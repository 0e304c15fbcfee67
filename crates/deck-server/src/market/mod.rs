//! Market data caching and aggregation.
//!
//! The aggregator answers every market-data request from the best available
//! snapshot under a staleness budget:
//!
//! ```text
//! MarketAggregator
//! ├── MarketCache (DashMap of Arc snapshots, replaced wholesale)
//! ├── MarketProvider (trait; LiveProvider wraps the exchange client)
//! └── in-flight registry (query key → shared awaitable fetch result)
//! ```
//!
//! Staleness is never an error on this read-only path: a snapshot past its
//! budget is served with a `cache-stale` provenance tag while a refresh is
//! attempted, and only a cold-cache fetch failure propagates to the caller.

pub mod aggregator;
pub mod cache;
pub mod provider;

pub use aggregator::{AggregatorStatsSnapshot, MarketAggregator, MarketError, Served};
pub use cache::{
    DataSource, Freshness, FreshnessPolicy, MarketCache, MarketPayload, MarketSummary, QueryKey,
    Snapshot,
};
pub use provider::{LiveProvider, MarketProvider, ProviderError};
//! Router assembly and HTTP server lifecycle.

use std::sync::Arc;

use axum::Router;
use axum::middleware;
use axum::routing::{get, post};
use tokio::sync::broadcast;
use tower_http::cors::{Any, CorsLayer};
use tracing::info;

use crate::config::DeckConfig;
use crate::market::{MarketAggregator, MarketProvider};
use crate::session::SharedSessionManager;

use super::{auth, routes};

/// Shared state for all handlers.
#[derive(Clone)]
pub struct AppState {
    pub config: Arc<DeckConfig>,
    pub sessions: SharedSessionManager,
    pub market: MarketAggregator,
    pub provider: Arc<dyn MarketProvider>,
}

impl AppState {
    pub fn new(
        config: Arc<DeckConfig>,
        sessions: SharedSessionManager,
        market: MarketAggregator,
        provider: Arc<dyn MarketProvider>,
    ) -> Self {
        Self {
            config,
            sessions,
            market,
            provider,
        }
    }
}

/// Create the API router with all endpoints.
///
/// Everything in the protected router sits behind the auth middleware; no
/// route may bypass it. Login, logout, health, and the maintenance trigger
/// are the only public surfaces.
pub fn create_router(state: AppState) -> Router {
    let public = Router::new()
        .route("/api/health", get(routes::health))
        .route("/api/auth/login", post(auth::login))
        .route("/api/auth/logout", post(auth::logout))
        .route("/api/maintenance/sweep", post(routes::maintenance_sweep));

    let protected = Router::new()
        .route("/api/auth/session", get(auth::current_session))
        .route("/api/market/summary", get(routes::market_summary))
        .route("/api/market/ticker/{symbol}", get(routes::market_ticker))
        .route("/api/account/balances", get(routes::account_balances))
        .route("/api/account/positions", get(routes::account_positions))
        .layer(middleware::from_fn_with_state(
            state.clone(),
            auth::require_session,
        ));

    Router::new()
        .merge(public)
        .merge(protected)
        .with_state(state)
}

/// Run the API server until shutdown is signalled.
pub async fn run_server(
    state: AppState,
    mut shutdown: broadcast::Receiver<()>,
) -> anyhow::Result<()> {
    let enable_cors = state.config.server.enable_cors;
    let addr = format!("{}:{}", state.config.server.host, state.config.server.port);

    let app = create_router(state);

    // CORS for frontend development.
    let app = if enable_cors {
        let cors = CorsLayer::new()
            .allow_origin(Any)
            .allow_methods(Any)
            .allow_headers(Any);
        app.layer(cors)
    } else {
        app
    };

    let listener = tokio::net::TcpListener::bind(&addr).await?;
    info!(addr = %addr, "Dashboard API server started");

    axum::serve(listener, app)
        .with_graceful_shutdown(async move {
            let _ = shutdown.recv().await;
            info!("Dashboard API server shutting down");
        })
        .await?;

    Ok(())
}

/// Spawn the API server as a background task.
pub fn spawn_server(
    state: AppState,
    shutdown: broadcast::Receiver<()>,
) -> tokio::task::JoinHandle<anyhow::Result<()>> {
    tokio::spawn(async move { run_server(state, shutdown).await })
}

──────────────────────────────

### What to do
An exact copy of every line above is what this asks for.

### Exercise solution
repository 0e304c15fbcfee67
filename crates/deck-server/src/market/mod.rs
//! Market data caching and aggregation.
//!
//! The aggregator answers every market-data request from the best available
//! snapshot under a staleness budget:
//!
//! ```text
//! MarketAggregator
//! ├── MarketCache (DashMap of Arc snapshots, replaced wholesale)
//! ├── MarketProvider (trait; LiveProvider wraps the exchange client)
//! └── in-flight registry (query key → shared awaitable fetch result)
//! ```
//!
//! Staleness is never an error on this read-only path: a snapshot past its
//! budget is served with a `cache-stale` provenance tag while a refresh is
//! attempted, and only a cold-cache fetch failure propagates to the caller.

pub mod aggregator;
pub mod cache;
pub mod provider;

pub use aggregator::{AggregatorStatsSnapshot, MarketAggregator, MarketError, Served};
pub use cache::{
    DataSource, Freshness, FreshnessPolicy, MarketCache, MarketPayload, MarketSummary, QueryKey,
    Snapshot,
};
pub use provider::{LiveProvider, MarketProvider, ProviderError};
//! Router assembly and HTTP server lifecycle.

use std::sync::Arc;

use axum::Router;
use axum::middleware;
use axum::routing::{get, post};
use tokio::sync::broadcast;
use tower_http::cors::{Any, CorsLayer};
use tracing::info;

use crate::config::DeckConfig;
use crate::market::{MarketAggregator, MarketProvider};
use crate::session::SharedSessionManager;

use super::{auth, routes};

/// Shared state for all handlers.
#[derive(Clone)]
pub struct AppState {
    pub config: Arc<DeckConfig>,
    pub sessions: SharedSessionManager,
    pub market: MarketAggregator,
    pub provider: Arc<dyn MarketProvider>,
}

impl AppState {
    pub fn new(
        config: Arc<DeckConfig>,
        sessions: SharedSessionManager,
        market: MarketAggregator,
        provider: Arc<dyn MarketProvider>,
    ) -> Self {
        Self {
            config,
            sessions,
            market,
            provider,
        }
    }
}

/// Create the API router with all endpoints.
///
/// Everything in the protected router sits behind the auth middleware; no
/// route may bypass it. Login, logout, health, and the maintenance trigger
/// are the only public surfaces.
pub fn create_router(state: AppState) -> Router {
    let public = Router::new()
        .route("/api/health", get(routes::health))
        .route("/api/auth/login", post(auth::login))
        .route("/api/auth/logout", post(auth::logout))
        .route("/api/maintenance/sweep", post(routes::maintenance_sweep));

    let protected = Router::new()
        .route("/api/auth/session", get(auth::current_session))
        .route("/api/market/summary", get(routes::market_summary))
        .route("/api/market/ticker/{symbol}", get(routes::market_ticker))
        .route("/api/account/balances", get(routes::account_balances))
        .route("/api/account/positions", get(routes::account_positions))
        .layer(middleware::from_fn_with_state(
            state.clone(),
            auth::require_session,
        ));

    Router::new()
        .merge(public)
        .merge(protected)
        .with_state(state)
}

/// Run the API server until shutdown is signalled.
pub async fn run_server(
    state: AppState,
    mut shutdown: broadcast::Receiver<()>,
) -> anyhow::Result<()> {
    let enable_cors = state.config.server.enable_cors;
    let addr = format!("{}:{}", state.config.server.host, state.config.server.port);

    let app = create_router(state);

    // CORS for frontend development.
    let app = if enable_cors {
        let cors = CorsLayer::new()
            .allow_origin(Any)
            .allow_methods(Any)
            .allow_headers(Any);
        app.layer(cors)
    } else {
        app
    };

    let listener = tokio::net::TcpListener::bind(&addr).await?;
    info!(addr = %addr, "Dashboard API server started");

    axum::serve(listener, app)
        .with_graceful_shutdown(async move {
            let _ = shutdown.recv().await;
            info!("Dashboard API server shutting down");
        })
        .await?;

    Ok(())
}

/// Spawn the API server as a background task.
pub fn spawn_server(
    state: AppState,
    shutdown: broadcast::Receiver<()>,
) -> tokio::task::JoinHandle<anyhow::Result<()>> {
    tokio::spawn(async move { run_server(state, shutdown).await })
}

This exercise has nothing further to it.